Saturday, 10 March 2007

Gotta Catcha train!

I was in a hurry.
I had the camera so I could take pictures, I had maps detailing where the Chinese Embassy was in London together with the route I should walk from Euston to join the demonstration in Portland Place. All I needed was some cash, and a snack to keep me going on the first demonstration I was going to in years.
The car wouldn’t start.
I turned off the ignition and tried again, hoping that the strange dry choking sound wouldn’t be repeated.
It spluttered into life, and I was off. I’d jumped the first hurdle.
‘First stop the supermarket to get some money and food,’ I thought realising at the same time that I didn’t have my watch. I glanced at the clock in the car. The car clock tends to keep its own time, trailing grudgingly and unpredictably behind Greenwich Mean Time. I had no idea what the actual time was. Nor for that matter did I have any idea as to what time the train was due to leave for London.
I had wanted to find out the train times and had sat at the computer patiently waiting for it to load earlier that morning. When it did finally finish loading there was a red virus alert warning on the screen.
Apparently, a Trojan horse had somehow plodded in and was now waiting impatiently deep inside my computer system ready to disgorge its poisonous entrails. Somewhere in the virtual universe some low-life hacker had managed to send his corrupt Neddy-beast in my direction.
My anti-virus software told me that they’d rounded up the old nag and had corralled it in a quiet corner of the computer and all I had to do was to follow the instructions on the screen in order to send it to the knackers’ yard.
An hour later, after following the instructions: installing all the updates, shutting down the computer and restarting the computer, the screen message demanded that I should shut down and restart for a fourth time. There was now no time left now to search the web for the train times; but there was still time to find the details about the demonstration. I printed them off stuffed them into my bag and set off, I could read them on the train.

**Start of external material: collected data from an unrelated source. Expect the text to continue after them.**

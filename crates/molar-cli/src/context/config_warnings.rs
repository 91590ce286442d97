use molar_config::MolarConfig;

/// Emit warnings for likely mistyped env var keys that silently fell back to defaults.
pub fn warn_unconfigured(config: &MolarConfig) {
    for warning in collect_unconfigured_warnings(config, std::env::vars()) {
        tracing::warn!("{warning}");
    }
}

fn collect_unconfigured_warnings<I>(config: &MolarConfig, env: I) -> Vec<String>
where
    I: IntoIterator<Item = (String, String)>,
{
    let env_keys = env.into_iter().map(|(key, _)| key).collect::<Vec<_>>();

    let mut warnings = Vec::new();

    if !config.functions.is_configured() && has_single_underscore_key(&env_keys, "MOLAR_FUNCTIONS")
    {
        warnings.push(
            "Functions config appears default while MOLAR_FUNCTIONS_* env vars exist. Use double underscores (example: MOLAR_FUNCTIONS__ANON_KEY)."
                .to_string(),
        );
    }

    for section in ["NOTES", "ROSTER", "GENERAL"] {
        let prefix = format!("MOLAR_{section}");
        if has_single_underscore_key(&env_keys, &prefix) {
            warnings.push(format!(
                "{prefix}_* env vars are ignored. Use double underscores (example: {prefix}__...)."
            ));
        }
    }

    warnings
}

/// `MOLAR_SECTION_FIELD` instead of `MOLAR_SECTION__FIELD`.
fn has_single_underscore_key(keys: &[String], prefix: &str) -> bool {
    keys.iter().any(|key| {
        key.strip_prefix(prefix)
            .is_some_and(|rest| rest.starts_with('_') && !rest.starts_with("__"))
    })
}

#[cfg(test)]
mod tests {
    use molar_config::{FunctionsConfig, MolarConfig};

    use super::collect_unconfigured_warnings;

    fn env(keys: &[&str]) -> Vec<(String, String)> {
        keys.iter()
            .map(|key| ((*key).to_string(), "value".to_string()))
            .collect()
    }

    #[test]
    fn warns_for_single_underscore_keys() {
        let warnings = collect_unconfigured_warnings(
            &MolarConfig::default(),
            env(&[
                "MOLAR_FUNCTIONS_URL",
                "MOLAR_NOTES_AI_CORRECTION",
                "MOLAR_ROSTER_DEFAULT_BATCH",
            ]),
        );

        assert_eq!(warnings.len(), 3);
        assert!(warnings[0].contains("MOLAR_FUNCTIONS__ANON_KEY"));
    }

    #[test]
    fn general_section_single_underscore_warns() {
        let warnings = collect_unconfigured_warnings(
            &MolarConfig::default(),
            env(&["MOLAR_GENERAL_DEFAULT_LIMIT"]),
        );

        assert_eq!(
            warnings,
            vec![
                "MOLAR_GENERAL_* env vars are ignored. Use double underscores (example: MOLAR_GENERAL__...)."
                    .to_string()
            ]
        );
    }

    #[test]
    fn double_underscore_keys_are_fine() {
        let warnings = collect_unconfigured_warnings(
            &MolarConfig::default(),
            env(&[
                "MOLAR_FUNCTIONS__URL",
                "MOLAR_NOTES__AI_CORRECTION",
                "MOLAR_GENERAL__DEFAULT_LIMIT",
                "MOLAR_LOG",
            ]),
        );

        assert!(warnings.is_empty());
    }

    #[test]
    fn configured_functions_do_not_warn() {
        let config = MolarConfig {
            functions: FunctionsConfig {
                url: "https://abc.supabase.co".to_string(),
                anon_key: "anon".to_string(),
                ..Default::default()
            },
            ..Default::default()
        };

        let warnings = collect_unconfigured_warnings(&config, env(&["MOLAR_FUNCTIONS_URL"]));
        assert!(warnings.is_empty());
    }
}
use molar_core::entities::{Batch, Department, Procedure, QuotaTask};
use molar_core::reference::ReferenceData;
use schemars::{Schema, schema_for};

use crate::cli::GlobalFlags;
use crate::cli::root_commands::{SchemaArgs, SchemaType};
use crate::output::output;

/// Handle `molar schema`.
pub fn handle(args: &SchemaArgs, flags: &GlobalFlags) -> anyhow::Result<()> {
    output(&schema(args.type_name), flags.format)
}

fn schema(type_name: SchemaType) -> Schema {
    match type_name {
        SchemaType::Procedure => schema_for!(Procedure),
        SchemaType::Department => schema_for!(Department),
        SchemaType::QuotaTask => schema_for!(QuotaTask),
        SchemaType::Batch => schema_for!(Batch),
        SchemaType::Reference => schema_for!(ReferenceData),
    }
}

#[cfg(test)]
mod tests {
    use super::*;

    #[test]
    fn procedure_schema_lists_statuses() {
        let value = schema(SchemaType::Procedure).to_value();
        let rendered = value.to_string();
        for status in ["pending", "approved", "rejected"] {
            assert!(rendered.contains(status), "missing {status}");
        }
        assert_eq!(value["title"], "Procedure");
    }

    #[test]
    fn reference_schema_describes_both_lists() {
        let value = schema(SchemaType::Reference).to_value();
        assert!(value["properties"]["departments"].is_object());
        assert!(value["properties"]["tasks"].is_object());
        assert!(value["$defs"]["QuotaTask"].is_object());
    }
}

In the supermarket the two ‘Basket Only’ checkouts were free, and the packed sandwiches were close by. I quickly picked up two packets and turned to the checkouts.
Both were now busy.
The man I was now queuing behind seemed to have stuffed a month’s shopping into his basket. The cashier was struggling to lift and find the bar code for the huge sack of dried dog food, large enough to feed Cerberus for a year, which filled the entire conveyer belt. It finally took the two of them to raise the packet over the scanner and for the satisfying bleep to be heard.
The man dawdled over the packing of the rest of his shopping, before slowly searching for his wallet to pay. His slow motion movements were oblivious to my ‘one step, two step’ imaginary dance to the mantra, ‘Gotta catcha train, Gotta catcha train.’
He was in no hurry to return to his Hell hound.
Finally though, he shuffled away and the cashier stroked my three items slowly over the scanner. I asked for ‘Cashback’ and with rapid dancing fingers pressed in my pin number into the pad.
‘Oh,’ said the cashier as she opened the till. ‘I don’t have enough notes.’ She switched on the blinking light that strikes dread in all shoppers and smiled at me. ‘Won’t be long,’ she cooed.
She lied.

Just where had I parked the car?
It had been easy to spot the car last week due to the Tibetan flag that had been flying from its aerial, but I’d already put the flag in my bag ready for the demo to save time. Now the car with its indistinctive red colour matched every other car in the car park.
‘The next time I buy a car it will be pink,’ I thought when I finally found it nestled between two similar coloured cars.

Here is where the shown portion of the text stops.